Convergence at the Science Conference

No one asked me last night: “What was your take-away from the 2018 Annual Science Conference?”  If they had, I’d probably have answered with one word: “Convergence.”

For one thing, it had been an all-day event – multiple speakers talking about eleven different topics from the ‘History of Hatchery Reform’ to ‘Integrating Logging and Salmon Restoration – An update on Ellsworth Creek’ – and I couldn’t really believe how much I already knew about every single topic!  Enough, by far, to keep my mind engaged and my eyes glued to the various power point programs that accompanied each presentation.

Too, I knew many of the attendees and was pleased to meet many more – scientists, oystermen, politicians, writers, historians, fishermen – during the breaks and mealtimes.  (Great food, by the way!  All catered seamlessly by Bob and Judy Andrew of the Cottage Bakery.)  Plus, it was all taking place in familiar territory – the Meeting Room at the Pacific Coast Cranberry Research Foundation’s headquarters on Pioneer Road.  It was only a few weeks ago that I was writing about the creation of that very space as I finished my upcoming book, “Washington’s Cranberry Coast.”

Up first was a report on Washington’s Coastal Resilience Project, a three-year effort to rapidly increase the state’s capacity to prepare for natural events that threaten the coast — specifically,  rising sea level and, as a forerunner, an announcement about what to do if an earthquake should happen right then and there.  “Do not head for your car,” we were told, and we were given directions for walking to the nearest high ground – twenty minutes to the Lone Fir Cemetery.

Already, I felt on ‘familiar’ ground, so to speak.  It’s about a twenty-minute walk to the Oysterville Cemetery from our house.  That, also, is the highest ground near here and, as I have often said, if the big one comes, my plan is to go there, hug a tree, and if worse came to worse, I’d be exactly where I intend to end up anyway…

And, so it went.  From topic to topic I felt a personal connection.  Only a few days ago I had finished reading Robin Cody’s Another Way The River Has.  The last chapter deals with the success of reclamation efforts on the Umatilla River – reclamation of both the river and of the Chinook runs that had been long absent.  The chapter dealt with dams and hatcheries and the Umatilla tribe and federal agencies and more.  It was definitely a precursor to the second topic on the agenda – History of Hatchery Reform.
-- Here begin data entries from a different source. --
//! Asset source: resolves the fixed set of decorative card images and the
//! font files to byte content. Decorative lookups are non-fatal: a missing
//! file is logged and the slot degrades to a placeholder downstream.

use std::{
    collections::HashMap,
    path::{Path, PathBuf},
    sync::Arc,
};

use once_cell::sync::Lazy;
use parking_lot::Mutex;
use rusttype::Font;
use thiserror::Error;
use tracing::warn;

use crate::blob::EmbeddableBlob;

#[derive(Debug, Error)]
pub enum AssetError {
    #[error("failed to read {name}: {source}")]
    Read { name: String, source: std::io::Error },
    #[error("failed to parse font {0}")]
    BadFont(String),
}

/// The fixed decorative assets a certificate is composed from.
#[derive(Debug, Clone, Copy, PartialEq, Eq, Hash)]
pub enum AssetKind {
    BackgroundPattern,
    CardBase,
    PhotoFrame,
    CityCrest,
    MayorSeal,
    DepartmentBanner,
    Barcode,
    OrnamentLine,
    SideOrnament,
    Logo,
}

impl AssetKind {
    pub fn file_name(&self) -> &'static str {
        match self {
            AssetKind::BackgroundPattern => "background.png",
            AssetKind::CardBase => "card_base.png",
            AssetKind::PhotoFrame => "photo_frame.png",
            AssetKind::CityCrest => "crest.png",
            AssetKind::MayorSeal => "mayor_seal.png",
            AssetKind::DepartmentBanner => "department.png",
            AssetKind::Barcode => "barcode.png",
            AssetKind::OrnamentLine => "ornament_line.png",
            AssetKind::SideOrnament => "side_ornament.png",
            AssetKind::Logo => "logo.png",
        }
    }
}

/// All optional visual slots, pre-resolved for one composition.
#[derive(Debug, Clone, Default)]
pub struct CardAssets {
    pub background: Option<EmbeddableBlob>,
    pub card_base: Option<EmbeddableBlob>,
    pub photo_frame: Option<EmbeddableBlob>,
    pub crest: Option<EmbeddableBlob>,
    pub mayor_seal: Option<EmbeddableBlob>,
    pub department: Option<EmbeddableBlob>,
    pub barcode: Option<EmbeddableBlob>,
    pub ornament_line: Option<EmbeddableBlob>,
    pub side_ornament: Option<EmbeddableBlob>,
    pub logo: Option<EmbeddableBlob>,
}

/// A font loaded for rendering: parsed for measurement, raw bytes kept for
/// embedding into the SVG output.
#[derive(Clone)]
pub struct LoadedFont {
    pub bytes: Arc<Vec<u8>>,
    pub font: Arc<Font<'static>>,
}

#[derive(Clone, Default)]
pub struct FontSet {
    pub serif: Option<LoadedFont>,
    pub sans: Option<LoadedFont>,
}

static BLOB_CACHE: Lazy<Mutex<HashMap<PathBuf, Arc<EmbeddableBlob>>>> =
    Lazy::new(|| Mutex::new(HashMap::new()));
static FONT_CACHE: Lazy<Mutex<HashMap<PathBuf, LoadedFont>>> =
    Lazy::new(|| Mutex::new(HashMap::new()));

#[derive(Clone)]
pub struct AssetSource {
    dir: PathBuf,
}

impl AssetSource {
    pub fn new(dir: impl Into<PathBuf>) -> Self {
        Self { dir: dir.into() }
    }

    /// Default assets directory: `$ASSETS_DIR`, falling back to `assets/`
    /// next to the manifest.
    pub fn from_env() -> Self {
        let dir = std::env::var("ASSETS_DIR").map(PathBuf::from).unwrap_or_else(|_| {
            Path::new(env!("CARGO_MANIFEST_DIR")).join("assets")
        });
        Self::new(dir)
    }

    pub fn load(&self, kind: AssetKind) -> Result<Arc<EmbeddableBlob>, AssetError> {
        let path = self.dir.join(kind.file_name());
        if let Some(blob) = BLOB_CACHE.lock().get(&path) {
            return Ok(Arc::clone(blob));
        }
        let bytes = std::fs::read(&path).map_err(|source| AssetError::Read {
            name: kind.file_name().to_string(),
            source,
        })?;
        let blob = Arc::new(EmbeddableBlob::new(mime_for(&path), bytes));
        BLOB_CACHE.lock().insert(path, Arc::clone(&blob));
        Ok(blob)
    }

    /// Decorative lookup: failures downgrade to `None` so composition can
    /// proceed without the element.
    pub fn load_optional(&self, kind: AssetKind) -> Option<EmbeddableBlob> {
        match self.load(kind) {
            Ok(blob) => Some((*blob).clone()),
            Err(e) => {
                warn!("decorative asset unavailable, rendering without it: {e}");
                None
            }
        }
    }

    pub fn card_assets(&self) -> CardAssets {
        CardAssets {
            background: self.load_optional(AssetKind::BackgroundPattern),
            card_base: self.load_optional(AssetKind::CardBase),
            photo_frame: self.load_optional(AssetKind::PhotoFrame),
            crest: self.load_optional(AssetKind::CityCrest),
            mayor_seal: self.load_optional(AssetKind::MayorSeal),
            department: self.load_optional(AssetKind::DepartmentBanner),
            barcode: self.load_optional(AssetKind::Barcode),
            ornament_line: self.load_optional(AssetKind::OrnamentLine),
            side_ornament: self.load_optional(AssetKind::SideOrnament),
            logo: self.load_optional(AssetKind::Logo),
        }
    }

    pub fn load_font(&self, file_name: &str) -> Result<LoadedFont, AssetError> {
        let path = self.dir.join("fonts").join(file_name);
        if let Some(f) = FONT_CACHE.lock().get(&path) {
            return Ok(f.clone());
        }
        let bytes = std::fs::read(&path).map_err(|source| AssetError::Read {
            name: file_name.to_string(),
            source,
        })?;
        let font = Font::try_from_vec(bytes.clone())
            .ok_or_else(|| AssetError::BadFont(file_name.to_string()))?;
        let loaded = LoadedFont {
            bytes: Arc::new(bytes),
            font: Arc::new(font),
        };
        FONT_CACHE.lock().insert(path, loaded.clone());
        Ok(loaded)
    }

    /// Fonts are optional at render time: a missing file falls back to the
    /// generic family declaration in the SVG.
    pub fn font_set(&self) -> FontSet {
        let load = |name: &str| match self.load_font(name) {
            Ok(f) => Some(f),
            Err(e) => {
                warn!("font unavailable, falling back to generic family: {e}");
                None
            }
        };
        FontSet {
            serif: load("NotoSerifJP-Regular.ttf"),
            sans: load("NotoSansJP-Regular.ttf"),
        }
    }
}

fn mime_for(path: &Path) -> &'static str {
    match path.extension().and_then(|e| e.to_str()) {
        Some(e) if e.eq_ignore_ascii_case("png") => "image/png",
        Some(e) if e.eq_ignore_ascii_case("jpg") || e.eq_ignore_ascii_case("jpeg") => "image/jpeg",
        Some(e) if e.eq_ignore_ascii_case("webp") => "image/webp",
        _ => "application/octet-stream",
    }
}

#[cfg(test)]
mod tests {
    use super::*;

    #[test]
    fn missing_decorative_asset_degrades_to_none() {
        let src = AssetSource::new("/nonexistent/assets");
        assert!(src.load_optional(AssetKind::Logo).is_none());
    }

    #[test]
    fn missing_font_set_is_empty_not_fatal() {
        let src = AssetSource::new("/nonexistent/assets");
        let fonts = src.font_set();
        assert!(fonts.serif.is_none());
        assert!(fonts.sans.is_none());
    }

    #[test]
    fn load_reads_and_caches_bytes() {
        let dir = tempfile::tempdir().unwrap();
        std::fs::write(dir.path().join("logo.png"), b"\x89PNGfake").unwrap();
        let src = AssetSource::new(dir.path());
        let blob = src.load(AssetKind::Logo).unwrap();
        assert_eq!(blob.mime, "image/png");
        assert_eq!(blob.bytes, b"\x89PNGfake");
        // Second load comes from cache even if the file disappears.
        std::fs::remove_file(dir.path().join("logo.png")).unwrap();
        assert!(src.load(AssetKind::Logo).is_ok());
    }
}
And then there was the topic about burrowing shrimp – those ghostly critters right outside my front door, on my very property, that, so far anyway, have more rights than oysters or oyster growers or any of the rest of us.  And the update on spartina… now thankfully gone from our property – and the vigilance needed to keep it that way.

And on and on.  Convergence!  I am struck once again how no one part of our lives is isolated from any other part.  If you’d ask, I’d tell you that my interest in and knowledge about this area is its history.  But this conference was a visceral reminder that nothing at all is in isolation – not even the books I read or the burial place of my ancestors or the sucking mud just a few hundred feet from my front door!

One Response to “Convergence at the Science Conference”

  1. Cate Gable says:

    Sydney: how our minds run in the same streams! Loved seeing you and Nyel yesterday. Love the convergence!